In the studies with pazopanib, entinostat and neratinib, one essential process for efficient tumor cell killing was autophagosome formation and autophagic flux (10). In our present studies with 602 and doxorubicin, the drugs combined to cause greater expression of Beclin1 and to reduce mTORC1 and mTORC2 activities. This was associated with an additive to greater than additive increase in autophagosome levels and with greater autophagic flux. Expression of activated mTOR abolished autophagic flux and significantly reduced the lethality of either drug alone or in combination. In a delayed fashion, the drugs interacted to reduce expression of MCL-1, BCL-XL, and HDAC6. Reduced HDAC6 expression will result in higher levels of acetylated and inactive HSP90; HSP90 acts as a chaperone for many proteins including ERBB1 and BCL-XL (9). Knock down of ATM prevented the drugs alone or in combination inactivating mTOR or activating ULK1. Knock down of ATM and to a greater extent ULK1, Beclin1, or ATG5 significantly reduced killing by 602 alone or when combined with doxorubicin. This strongly suggests that activation of ATM plays a critical role in mediating the biological actions of 602 in sarcoma. Expression of an activated mTOR mutant suppressed killing, autophagosome formation and prevented autophagic flux. In the absence of Beclin1, knock down of CD95 or FADD, or over-expression of c-FLIP-s or BCL-XL abolished tumor cell killing. Thus, we have defined the two key mechanisms, autophagy and death receptor signaling, by which 602 alone or in combination with doxorubicin kills sarcoma cells.

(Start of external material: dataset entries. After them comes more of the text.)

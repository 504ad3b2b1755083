use graph_ir::{ArithmeticOp, Graph, NodeId};

use super::{LoweringEngine, OpNode, broadcast_enabled};
use crate::attribute::{Attributes, normalize_axis};
use crate::error::{Error, Result};

/// How the operands of an element-wise operation may be reconciled.
#[derive(Debug, Clone, Copy, PartialEq, Eq)]
pub enum Broadcast {
    /// Operands must already have the same shape.
    Disabled,
    /// Operator sets up to 6: the right operand is broadcast to the left operand's shape,
    /// starting at `axis` (trailing-aligned when absent).
    Legacy { axis: Option<i64> },
    /// Numpy-style broadcasting of both operands to a common shape.
    Multidirectional,
}

pub fn broadcast_mode(attrs: &Attributes, opset_version: i64) -> Result<Broadcast> {
    if !broadcast_enabled(attrs, opset_version)? {
        return Ok(Broadcast::Disabled);
    }
    if opset_version > 6 {
        return Ok(Broadcast::Multidirectional);
    }
    let axis = if attrs.contains("axis") {
        Some(attrs.int("axis")?)
    } else {
        None
    };
    Ok(Broadcast::Legacy { axis })
}

/// The common shape of two operands under numpy broadcasting.
pub fn multidirectional_shape(a: &[usize], b: &[usize]) -> Option<Vec<usize>> {
    let rank = a.len().max(b.len());
    let dim_at = |dims: &[usize], i: usize| {
        (i + dims.len())
            .checked_sub(rank)
            .map_or(1, |j| dims[j])
    };

    (0..rank)
        .map(|i| match (dim_at(a, i), dim_at(b, i)) {
            (x, y) if x == y => Some(x),
            (1, y) => Some(y),
            (x, 1) => Some(x),
            _ => None,
        })
        .collect()
}

fn broadcast_to(
    graph: &mut Graph,
    name: &str,
    value: NodeId,
    dims: &[usize],
    axis: usize,
) -> Result<NodeId> {
    if graph.dims(value)? == dims {
        return Ok(value);
    }
    Ok(graph.create_broadcast(name, value, dims, axis)?)
}

/// Create `lhs op rhs`, inserting broadcasts as `mode` allows.
pub fn combine(
    graph: &mut Graph,
    name: &str,
    op: ArithmeticOp,
    lhs: NodeId,
    rhs: NodeId,
    mode: Broadcast,
) -> Result<NodeId> {
    let lhs_dims = graph.dims(lhs)?.to_vec();
    let rhs_dims = graph.dims(rhs)?.to_vec();

    let (lhs, rhs) = if lhs_dims == rhs_dims {
        (lhs, rhs)
    } else {
        match mode {
            Broadcast::Disabled => (lhs, rhs),
            Broadcast::Legacy { axis } => {
                let axis = match axis {
                    Some(axis) => normalize_axis("axis", axis, lhs_dims.len())?,
                    None => lhs_dims.len().checked_sub(rhs_dims.len()).ok_or_else(|| {
                        Error::Shape(format!("cannot broadcast {rhs_dims:?} to {lhs_dims:?}"))
                    })?,
                };
                let rhs = broadcast_to(graph, &format!("{name}.rhs_broadcast"), rhs, &lhs_dims, axis)?;
                (lhs, rhs)
            }
            Broadcast::Multidirectional => {
                let dims = multidirectional_shape(&lhs_dims, &rhs_dims).ok_or_else(|| {
                    Error::Shape(format!("cannot broadcast {lhs_dims:?} with {rhs_dims:?}"))
                })?;
                let lhs = broadcast_to(
                    graph,
                    &format!("{name}.lhs_broadcast"),
                    lhs,
                    &dims,
                    dims.len() - lhs_dims.len(),
                )?;
                let rhs = broadcast_to(
                    graph,
                    &format!("{name}.rhs_broadcast"),
                    rhs,
                    &dims,
                    dims.len() - rhs_dims.len(),
                )?;
                (lhs, rhs)
            }
        }
    };

    Ok(graph.create_arithmetic(name, op, lhs, rhs)?)
}

pub fn lower_binary(engine: &mut LoweringEngine, node: &OpNode, op: ArithmeticOp) -> Result<()> {
    let mode = broadcast_mode(&node.attrs, engine.opset_version())?;
    let lhs = engine.value(node.input(0)?)?;
    let rhs = engine.value(node.input(1)?)?;

    let output = combine(engine.graph(), node.name, op, lhs, rhs, mode)?;
    engine.bind_output(node, output)
}

/// Variadic sum, folded left to right into additions.
pub fn lower_sum(engine: &mut LoweringEngine, node: &OpNode) -> Result<()> {
    let mode = if engine.opset_version() > 6 {
        Broadcast::Multidirectional
    } else {
        Broadcast::Disabled
    };
    let inputs = node
        .inputs()
        .map(|name| engine.value(name))
        .collect::<Result<Vec<_>>>()?;
    let Some((&first, rest)) = inputs.split_first() else {
        return Err(Error::Shape("Sum expects at least one input".to_string()));
    };

    let mut acc = first;
    for (i, &operand) in rest.iter().enumerate() {
        let name = if i + 1 == rest.len() {
            node.name.to_string()
        } else {
            node.part(&format!("partial{i}"))
        };
        acc = combine(engine.graph(), &name, ArithmeticOp::Add, acc, operand, mode)?;
    }
    engine.bind_output(node, acc)
}

#[cfg(test)]
mod tests {
    use super::*;
    use crate::error::ErrorKind;
    use crate::node::test_utils::{Harness, NodeBuilder};
    use graph_ir::NodeKind;
    use rstest::rstest;

    #[rstest]
    #[case(&[2, 3], &[2, 3], Some(vec![2, 3]))]
    #[case(&[2, 3], &[3], Some(vec![2, 3]))]
    #[case(&[4, 1, 5], &[3, 1], Some(vec![4, 3, 5]))]
    #[case(&[1], &[2, 2], Some(vec![2, 2]))]
    #[case(&[], &[2], Some(vec![2]))]
    #[case(&[2, 3], &[2], None)]
    fn numpy_shapes(#[case] a: &[usize], #[case] b: &[usize], #[case] expected: Option<Vec<usize>>) {
        assert_eq!(multidirectional_shape(a, b), expected);
    }

    #[rstest]
    #[case(7, None, Broadcast::Multidirectional)]
    #[case(6, None, Broadcast::Disabled)]
    #[case(6, Some(1), Broadcast::Legacy { axis: None })]
    fn mode_follows_opset(#[case] opset: i64, #[case] broadcast: Option<i64>, #[case] expected: Broadcast) {
        let mut builder = NodeBuilder::new("Add", "add");
        if let Some(broadcast) = broadcast {
            builder = builder.attr_int("broadcast", broadcast);
        }
        let node = builder.build();
        assert_eq!(broadcast_mode(&Attributes::new(&node), opset).unwrap(), expected);
    }

    #[test]
    fn same_shapes() {
        let mut harness = Harness::new(7).input("a", &[2, 3]).input("b", &[2, 3]);
        let node = NodeBuilder::new("Mul", "mul")
            .inputs(&["a", "b"])
            .output("y")
            .build();
        harness.lower(&node).unwrap();

        let output = harness.graph.node(harness.value("y")).unwrap();
        assert_eq!(output.kind, NodeKind::Arithmetic(ArithmeticOp::Mul));
        assert_eq!(harness.graph.len(), 3);
    }

    #[test]
    fn multidirectional_broadcast_of_both_operands() {
        let mut harness = Harness::new(13).input("a", &[4, 1]).input("b", &[3]);
        let node = NodeBuilder::new("Sub", "sub")
            .inputs(&["a", "b"])
            .output("y")
            .build();
        harness.lower(&node).unwrap();
        assert_eq!(harness.dims("y"), vec![4, 3]);

        let output = harness.graph.node(harness.value("y")).unwrap();
        let lhs = harness.graph.node(output.inputs[0]).unwrap();
        let rhs = harness.graph.node(output.inputs[1]).unwrap();
        assert_eq!(lhs.kind, NodeKind::Broadcast { axis: 0 });
        assert_eq!(rhs.kind, NodeKind::Broadcast { axis: 1 });
    }

    #[test]
    fn legacy_broadcast_with_axis() {
        let mut harness = Harness::new(6).input("a", &[2, 3, 4, 5]).input("b", &[3]);
        let node = NodeBuilder::new("Add", "add")
            .inputs(&["a", "b"])
            .output("y")
            .attr_int("broadcast", 1)
            .attr_int("axis", 1)
            .build();
        harness.lower(&node).unwrap();
        assert_eq!(harness.dims("y"), vec![2, 3, 4, 5]);

        let output = harness.graph.node(harness.value("y")).unwrap();
        let rhs = harness.graph.node(output.inputs[1]).unwrap();
        assert_eq!(rhs.kind, NodeKind::Broadcast { axis: 1 });
    }

    #[test]
    fn legacy_without_broadcast_flag_fails() {
        let mut harness = Harness::new(6).input("a", &[2, 3]).input("b", &[3]);
        let node = NodeBuilder::new("Div", "div")
            .inputs(&["a", "b"])
            .output("y")
            .build();
        assert_eq!(
            harness.lower(&node).unwrap_err().kind(),
            ErrorKind::ShapeInvariant
        );
    }

    #[test]
    fn sum_folds_into_adds() {
        let mut harness = Harness::new(8)
            .input("a", &[2, 2])
            .input("b", &[2, 2])
            .input("c", &[2]);
        let node = NodeBuilder::new("Sum", "total")
            .inputs(&["a", "b", "c"])
            .output("y")
            .build();
        harness.lower(&node).unwrap();
        assert_eq!(harness.dims("y"), vec![2, 2]);

        let output = harness.graph.node(harness.value("y")).unwrap();
        assert_eq!(output.name, "total");
        let partial = harness.graph.node(output.inputs[0]).unwrap();
        assert_eq!(partial.name, "total.partial0");
        assert_eq!(partial.kind, NodeKind::Arithmetic(ArithmeticOp::Add));
    }

    #[test]
    fn sum_of_one_input_is_identity() {
        let mut harness = Harness::new(8).input("a", &[2]);
        let node = NodeBuilder::new("Sum", "total").input("a").output("y").build();
        harness.lower(&node).unwrap();
        assert_eq!(harness.value("y"), harness.table.value("a").unwrap());
    }
}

In prior studies using combinations of “targeted agents” such as neratinib, afatinib, HDAC inhibitors, sorafenib, and pemetrexed, we were able to demonstrate that cells evolved to express activated growth factor receptors including ERBB1, ERBB3, c-KIT, c-MET, and PDGFRβ (22–24). However, in those studies, the altered / evolved signaling parameters were observed days and weeks following drug exposure, not within several hours as in our present work. In the present studies we are using a topoisomerase poison (doxorubicin) and 602 contains the chemical harmine. Harmine is a putative DNA damaging agent and has been proposed to inhibit the relaxation activity of DNA topoisomerase I and II, and inhibit drug efflux pumps (25, 26). In Saccharomyces cerevisiae harmine caused crossing-over and frameshift mutations (27). Yeast mutants that were defective in nucleotide excision repair, in error-prone repair and in recombinational repair all exhibited enhanced sensitivity after exposure to harmine, with double mutants of Rad1/Rad6 showing that NER and error-prone repair are independently involved in repair of harmine-induced DNA lesions. Harmine can elevate micronuclei levels in eukaryotic cells and in the Ames test, harmine could induce frameshift mutations in S. typhimurium strains TA97 and TA98 (28). Thus, the cellular response to 602 and doxorubicin will be the sensing and the outcomes of multiple different forms of DNA damage.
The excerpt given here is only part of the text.